Where satisfaction is absent is in elements like plot and setting. I attribute most of these problems with the movie and the sequels as a whole trilogy to the alternating directors. Things like Palpatine’s return, Rey’s lineage, and revisiting Tatooine were not only never foreshadowed in the previous movies, they were even discarded as possibilities. I may be in the minority on this, but I thoroughly enjoyed Episode VIII. I thought the concept of campaigning a Star Wars iconoclasm that did away with the old and brought in the new was not only solid, challenging filmmaking, but the entire POINT of making sequels. The Force Awakens was a brilliant movie, but filled with nostalgic fan service. If I wanted to see more fan service, I’d just rewatch it, not see a new movie with even more. The Last Jedi removed itself from this possibility under Rian Johnson’s brilliant direction, which would have worked if the saga had stayed on this course.

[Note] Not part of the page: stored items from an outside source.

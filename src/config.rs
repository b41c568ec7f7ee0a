use anyhow::Result;
use serde::Deserialize;

#[derive(Debug, Clone, Deserialize)]
pub struct Config {
    pub service: ServiceConfig,
    pub openai: OpenAiConfig,
    pub storage: StorageConfig,
}

#[derive(Debug, Clone, Deserialize)]
pub struct ServiceConfig {
    pub name: String,
    pub http: HttpConfig,
    /// Public base URL used to build audio links (defaults to local dev URL)
    pub public_url: String,
}

#[derive(Debug, Clone, Deserialize)]
pub struct HttpConfig {
    pub bind: String,
    pub port: u16,
}

#[derive(Debug, Clone, Deserialize)]
pub struct OpenAiConfig {
    /// Credential shared by the speech-to-text and labeling capabilities.
    /// Empty means "not configured" and is reported by `missing_required()`.
    #[serde(default)]
    pub api_key: String,
    pub whisper_model: String,
    pub chat_model: String,
    /// Transcription language hint passed to Whisper (e.g. "en", "es")
    pub language: Option<String>,
}

#[derive(Debug, Clone, Deserialize)]
pub struct StorageConfig {
    /// Directory where uploaded audio blobs are kept and served from
    pub recordings_path: String,
    /// JSON file backing the transcription history
    pub store_path: String,
}

impl Config {
    pub fn load(path: &str) -> Result<Self> {
        let settings = config::Config::builder()
            .add_source(config::File::with_name(path).required(false))
            .add_source(config::Environment::with_prefix("VOZNOTA").separator("__"))
            .set_default("service.name", "voznota")?
            .set_default("service.http.bind", "127.0.0.1")?
            .set_default("service.http.port", 3000)?
            .set_default("service.public_url", "http://localhost:3000")?
            .set_default("openai.whisper_model", "whisper-1")?
            .set_default("openai.chat_model", "gpt-4")?
            .set_default("storage.recordings_path", "recordings")?
            .set_default("storage.store_path", "data/transcriptions.json")?
            .build()?;

        Ok(settings.try_deserialize()?)
    }

    /// Names of required options that are missing. Checked before serving
    /// so a misconfigured deployment fails fast instead of on first request.
    pub fn missing_required(&self) -> Vec<&'static str> {
        let mut missing = Vec::new();
        if self.openai.api_key.is_empty() {
            missing.push("VOZNOTA_OPENAI__API_KEY");
        }
        missing
    }

    pub fn validate(&self) -> Result<()> {
        let missing = self.missing_required();
        if !missing.is_empty() {
            anyhow::bail!(
                "Missing required environment variables: {}",
                missing.join(", ")
            );
        }
        Ok(())
    }
}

When Johnson told us Rey was a nobody, and her strength was from her character rather than lineage, it felt extremely cheap to learn she was Palpatine’s granddaughter (even if it was revealed in a striking way). When Snoke was offed in Episode VIII, it felt extremely cheap for Palpatine to return and take that position back for himself. When the characters split up on their own journeys just an episode ago, it became all too easy to see through Abrams’ teamwork moments that permeated this movie long before the properly positioned climax. The whole movie gave me plot-whiplash,* which would be Johnson’s fault if his vision weren’t way more creative and less formulaic than that of JJ Abrams. Many people hated that Johnson threw the formula away and instead of proving this could work, Disney forced the viewer to return to it. Rise of Skywalker offers nothing new to the franchise, seemingly released just to cancel out the most adventurous installment since Return of the Jedi.

The old, un-fixed elements it offers are nice elements indeed, however. The wit and adventure present since the beginning are in full form, regardless of how familiar that form is. Rey’s character is probably the most original, and the most interesting, component of the narrative. Her struggle begins commonly and ends in a surprisingly intriguing look at identity, one that values integrity more than any potentially self-centered route. In following Rey, the sequels do a solid job, but in accomplishing any other worthwhile purposes, they do not do as much, and this especially goes for Episode IX. The sequels felt like a journey with a course that was mapped as it was travelled, making for an entertaining trilogy that is not much beyond that. As this journey’s conclusion, The Rise of Skywalker is probably the most quality it could have been: not a 10/10, but certainly not a 4/10, just simply an unfortunate but somewhat worthwhile space in between.

*My heavy-handed invention of a term, meaning the plot goes one way and snaps to another in an unforeseen, unnatural, and/or unrealistic fashion.